#### [TASK ITEM]
Read the records and gather each line that includes "LoaderSettings".

#### [SUPPLIED MATERIAL]
# # #

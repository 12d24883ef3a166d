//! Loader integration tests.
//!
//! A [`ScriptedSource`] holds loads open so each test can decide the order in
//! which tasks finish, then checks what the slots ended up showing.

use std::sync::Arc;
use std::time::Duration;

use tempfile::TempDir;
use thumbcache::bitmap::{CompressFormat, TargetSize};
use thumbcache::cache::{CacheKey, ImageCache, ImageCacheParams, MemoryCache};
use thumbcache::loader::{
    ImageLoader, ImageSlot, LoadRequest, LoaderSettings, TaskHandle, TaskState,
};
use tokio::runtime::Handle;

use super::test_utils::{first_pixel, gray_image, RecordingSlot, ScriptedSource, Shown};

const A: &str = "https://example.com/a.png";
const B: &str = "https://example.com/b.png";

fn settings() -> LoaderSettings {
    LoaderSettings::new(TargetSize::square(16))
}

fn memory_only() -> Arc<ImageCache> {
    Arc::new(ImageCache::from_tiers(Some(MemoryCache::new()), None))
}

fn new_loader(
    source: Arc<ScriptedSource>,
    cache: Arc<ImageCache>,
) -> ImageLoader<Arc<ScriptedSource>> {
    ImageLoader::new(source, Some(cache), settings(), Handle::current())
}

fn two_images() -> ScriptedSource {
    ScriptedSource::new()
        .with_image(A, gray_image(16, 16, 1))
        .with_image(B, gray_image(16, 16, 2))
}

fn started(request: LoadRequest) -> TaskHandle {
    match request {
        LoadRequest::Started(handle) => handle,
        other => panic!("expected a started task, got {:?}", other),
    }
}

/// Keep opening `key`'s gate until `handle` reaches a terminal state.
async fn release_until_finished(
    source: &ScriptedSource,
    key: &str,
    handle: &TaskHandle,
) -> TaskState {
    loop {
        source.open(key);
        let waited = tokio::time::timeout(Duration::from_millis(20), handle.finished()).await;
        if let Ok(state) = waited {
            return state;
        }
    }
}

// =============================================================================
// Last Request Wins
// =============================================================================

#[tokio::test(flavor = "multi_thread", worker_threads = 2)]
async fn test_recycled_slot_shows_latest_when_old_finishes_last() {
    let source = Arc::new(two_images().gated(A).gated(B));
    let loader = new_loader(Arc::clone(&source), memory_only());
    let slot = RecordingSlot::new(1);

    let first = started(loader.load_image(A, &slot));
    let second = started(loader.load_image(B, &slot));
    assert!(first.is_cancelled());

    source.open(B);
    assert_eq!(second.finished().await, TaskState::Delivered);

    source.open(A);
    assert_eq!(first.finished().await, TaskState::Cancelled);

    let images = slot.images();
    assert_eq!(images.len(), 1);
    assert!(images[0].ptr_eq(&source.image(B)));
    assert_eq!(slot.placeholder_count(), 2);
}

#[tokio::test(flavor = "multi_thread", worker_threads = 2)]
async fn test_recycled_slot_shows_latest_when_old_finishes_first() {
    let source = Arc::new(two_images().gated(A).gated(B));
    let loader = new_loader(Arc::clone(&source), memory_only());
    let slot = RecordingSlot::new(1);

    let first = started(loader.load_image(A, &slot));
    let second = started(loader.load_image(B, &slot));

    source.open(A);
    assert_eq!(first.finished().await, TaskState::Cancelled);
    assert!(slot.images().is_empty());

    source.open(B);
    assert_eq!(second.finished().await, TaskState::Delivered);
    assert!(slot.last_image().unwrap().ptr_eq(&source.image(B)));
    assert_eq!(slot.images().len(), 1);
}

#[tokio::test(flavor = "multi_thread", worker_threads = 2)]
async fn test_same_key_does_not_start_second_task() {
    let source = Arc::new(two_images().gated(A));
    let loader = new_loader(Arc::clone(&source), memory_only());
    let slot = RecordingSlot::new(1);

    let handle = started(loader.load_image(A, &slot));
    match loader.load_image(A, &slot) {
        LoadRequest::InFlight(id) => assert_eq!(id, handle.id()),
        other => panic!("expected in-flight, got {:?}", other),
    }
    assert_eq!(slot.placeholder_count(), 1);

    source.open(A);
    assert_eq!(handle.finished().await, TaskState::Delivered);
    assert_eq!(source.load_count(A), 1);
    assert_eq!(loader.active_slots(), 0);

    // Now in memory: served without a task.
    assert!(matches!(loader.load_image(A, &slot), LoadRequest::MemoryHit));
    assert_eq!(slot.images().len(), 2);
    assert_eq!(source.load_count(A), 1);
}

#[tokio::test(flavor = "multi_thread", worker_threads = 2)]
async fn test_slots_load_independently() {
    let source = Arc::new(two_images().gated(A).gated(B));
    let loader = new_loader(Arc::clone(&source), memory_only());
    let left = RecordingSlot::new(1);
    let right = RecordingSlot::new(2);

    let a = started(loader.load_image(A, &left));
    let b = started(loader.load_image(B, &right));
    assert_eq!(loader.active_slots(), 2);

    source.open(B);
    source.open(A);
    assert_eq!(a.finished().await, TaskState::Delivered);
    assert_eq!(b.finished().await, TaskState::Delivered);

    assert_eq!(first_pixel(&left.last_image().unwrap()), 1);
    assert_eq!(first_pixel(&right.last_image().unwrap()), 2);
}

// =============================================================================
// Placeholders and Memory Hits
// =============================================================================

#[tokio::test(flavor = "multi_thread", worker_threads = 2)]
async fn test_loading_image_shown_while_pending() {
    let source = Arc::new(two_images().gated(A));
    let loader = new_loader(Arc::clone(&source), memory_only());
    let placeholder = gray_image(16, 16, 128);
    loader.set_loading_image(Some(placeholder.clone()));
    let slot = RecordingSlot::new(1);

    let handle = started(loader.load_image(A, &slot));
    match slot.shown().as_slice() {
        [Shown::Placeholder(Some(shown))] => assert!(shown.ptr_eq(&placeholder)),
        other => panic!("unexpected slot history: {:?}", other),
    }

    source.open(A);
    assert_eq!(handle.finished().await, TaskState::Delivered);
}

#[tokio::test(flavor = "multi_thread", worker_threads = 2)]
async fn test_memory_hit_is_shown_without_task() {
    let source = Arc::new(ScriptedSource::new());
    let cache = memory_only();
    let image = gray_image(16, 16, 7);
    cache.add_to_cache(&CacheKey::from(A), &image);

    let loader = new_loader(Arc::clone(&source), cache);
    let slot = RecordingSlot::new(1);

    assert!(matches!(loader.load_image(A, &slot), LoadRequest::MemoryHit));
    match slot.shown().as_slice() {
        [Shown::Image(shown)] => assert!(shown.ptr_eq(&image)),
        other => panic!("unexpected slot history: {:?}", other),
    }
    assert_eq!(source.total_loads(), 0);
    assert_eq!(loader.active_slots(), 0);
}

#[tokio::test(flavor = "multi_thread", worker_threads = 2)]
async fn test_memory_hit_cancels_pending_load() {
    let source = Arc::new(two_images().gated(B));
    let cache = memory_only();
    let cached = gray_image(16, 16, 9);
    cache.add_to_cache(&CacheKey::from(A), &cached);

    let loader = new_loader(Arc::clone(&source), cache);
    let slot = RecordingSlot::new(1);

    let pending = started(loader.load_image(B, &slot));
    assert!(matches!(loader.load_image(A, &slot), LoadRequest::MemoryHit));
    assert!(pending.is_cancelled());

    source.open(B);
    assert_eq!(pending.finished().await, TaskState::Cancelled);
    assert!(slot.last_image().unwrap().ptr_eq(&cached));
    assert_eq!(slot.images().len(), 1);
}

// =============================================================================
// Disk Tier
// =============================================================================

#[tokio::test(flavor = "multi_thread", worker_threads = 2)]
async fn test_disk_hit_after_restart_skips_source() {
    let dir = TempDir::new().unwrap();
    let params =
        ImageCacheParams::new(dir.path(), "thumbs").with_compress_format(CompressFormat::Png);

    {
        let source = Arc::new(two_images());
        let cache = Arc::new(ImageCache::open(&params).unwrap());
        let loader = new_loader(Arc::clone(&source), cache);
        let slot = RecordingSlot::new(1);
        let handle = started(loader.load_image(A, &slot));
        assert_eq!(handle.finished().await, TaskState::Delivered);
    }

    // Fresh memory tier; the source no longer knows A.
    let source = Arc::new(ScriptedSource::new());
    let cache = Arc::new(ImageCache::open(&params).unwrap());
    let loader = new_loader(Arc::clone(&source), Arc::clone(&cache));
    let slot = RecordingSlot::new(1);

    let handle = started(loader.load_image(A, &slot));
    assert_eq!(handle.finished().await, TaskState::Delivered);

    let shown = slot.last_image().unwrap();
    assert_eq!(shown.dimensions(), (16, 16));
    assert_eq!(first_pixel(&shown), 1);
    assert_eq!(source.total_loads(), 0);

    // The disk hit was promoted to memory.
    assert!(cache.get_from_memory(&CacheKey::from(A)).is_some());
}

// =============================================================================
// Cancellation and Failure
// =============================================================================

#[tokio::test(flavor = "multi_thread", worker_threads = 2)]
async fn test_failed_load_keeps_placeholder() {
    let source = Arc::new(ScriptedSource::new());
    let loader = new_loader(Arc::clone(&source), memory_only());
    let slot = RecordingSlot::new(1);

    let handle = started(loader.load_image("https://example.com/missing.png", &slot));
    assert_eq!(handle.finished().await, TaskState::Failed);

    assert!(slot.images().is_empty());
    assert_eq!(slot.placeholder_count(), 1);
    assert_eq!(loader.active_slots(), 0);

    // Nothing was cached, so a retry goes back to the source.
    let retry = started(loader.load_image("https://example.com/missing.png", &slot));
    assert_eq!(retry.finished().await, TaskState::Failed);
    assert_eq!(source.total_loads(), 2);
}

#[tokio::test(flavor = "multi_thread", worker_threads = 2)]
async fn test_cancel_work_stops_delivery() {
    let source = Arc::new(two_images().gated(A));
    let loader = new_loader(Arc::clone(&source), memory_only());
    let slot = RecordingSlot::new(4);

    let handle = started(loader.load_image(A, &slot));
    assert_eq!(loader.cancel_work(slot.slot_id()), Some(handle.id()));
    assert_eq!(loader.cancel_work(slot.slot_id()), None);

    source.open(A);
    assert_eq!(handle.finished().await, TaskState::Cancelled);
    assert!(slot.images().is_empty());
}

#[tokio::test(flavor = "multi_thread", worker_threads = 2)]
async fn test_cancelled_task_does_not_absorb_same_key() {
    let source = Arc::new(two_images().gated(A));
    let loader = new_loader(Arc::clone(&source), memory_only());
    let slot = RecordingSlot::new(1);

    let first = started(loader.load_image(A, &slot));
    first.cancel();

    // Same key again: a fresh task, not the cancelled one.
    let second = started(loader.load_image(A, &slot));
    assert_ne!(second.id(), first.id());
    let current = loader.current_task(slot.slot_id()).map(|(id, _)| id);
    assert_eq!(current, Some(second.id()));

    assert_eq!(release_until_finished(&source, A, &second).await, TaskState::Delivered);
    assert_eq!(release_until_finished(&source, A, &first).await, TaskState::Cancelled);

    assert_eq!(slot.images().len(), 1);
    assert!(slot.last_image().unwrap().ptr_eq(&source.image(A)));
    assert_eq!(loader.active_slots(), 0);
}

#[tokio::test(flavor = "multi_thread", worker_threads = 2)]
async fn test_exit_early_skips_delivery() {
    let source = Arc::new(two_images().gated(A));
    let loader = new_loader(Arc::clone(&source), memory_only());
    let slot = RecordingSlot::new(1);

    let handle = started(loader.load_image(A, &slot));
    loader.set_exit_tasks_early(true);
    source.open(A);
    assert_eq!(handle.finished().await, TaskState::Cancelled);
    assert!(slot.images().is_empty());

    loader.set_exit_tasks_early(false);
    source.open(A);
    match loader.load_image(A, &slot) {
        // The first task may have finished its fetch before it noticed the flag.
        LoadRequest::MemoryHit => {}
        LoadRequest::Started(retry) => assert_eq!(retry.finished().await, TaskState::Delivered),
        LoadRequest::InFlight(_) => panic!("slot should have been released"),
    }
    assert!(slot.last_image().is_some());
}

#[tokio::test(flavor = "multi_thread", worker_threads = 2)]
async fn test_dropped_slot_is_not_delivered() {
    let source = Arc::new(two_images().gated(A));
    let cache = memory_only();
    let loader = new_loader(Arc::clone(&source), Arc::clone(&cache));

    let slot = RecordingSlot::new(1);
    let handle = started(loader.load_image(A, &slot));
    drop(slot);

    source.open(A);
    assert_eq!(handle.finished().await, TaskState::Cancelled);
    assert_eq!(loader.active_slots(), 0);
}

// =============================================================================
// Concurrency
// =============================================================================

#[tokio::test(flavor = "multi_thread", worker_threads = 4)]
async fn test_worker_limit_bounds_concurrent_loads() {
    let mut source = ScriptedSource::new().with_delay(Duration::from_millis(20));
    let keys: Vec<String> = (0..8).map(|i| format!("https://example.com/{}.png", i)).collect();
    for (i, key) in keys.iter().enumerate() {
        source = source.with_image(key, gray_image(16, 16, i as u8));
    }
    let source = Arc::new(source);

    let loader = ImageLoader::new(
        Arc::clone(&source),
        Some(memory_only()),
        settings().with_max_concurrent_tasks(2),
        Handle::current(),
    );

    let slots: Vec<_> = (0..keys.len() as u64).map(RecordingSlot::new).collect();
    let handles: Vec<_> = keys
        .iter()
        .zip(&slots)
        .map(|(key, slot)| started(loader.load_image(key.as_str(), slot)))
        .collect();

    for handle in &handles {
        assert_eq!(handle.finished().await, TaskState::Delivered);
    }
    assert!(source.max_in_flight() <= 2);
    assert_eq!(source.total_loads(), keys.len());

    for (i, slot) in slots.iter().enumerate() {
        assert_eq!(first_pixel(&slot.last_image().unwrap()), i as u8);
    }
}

# # #

#### [TASK RESPONSE]
    ImageLoader, ImageSlot, LoadRequest, LoaderSettings, TaskHandle, TaskState,
fn settings() -> LoaderSettings {
    LoaderSettings::new(TargetSize::square(16))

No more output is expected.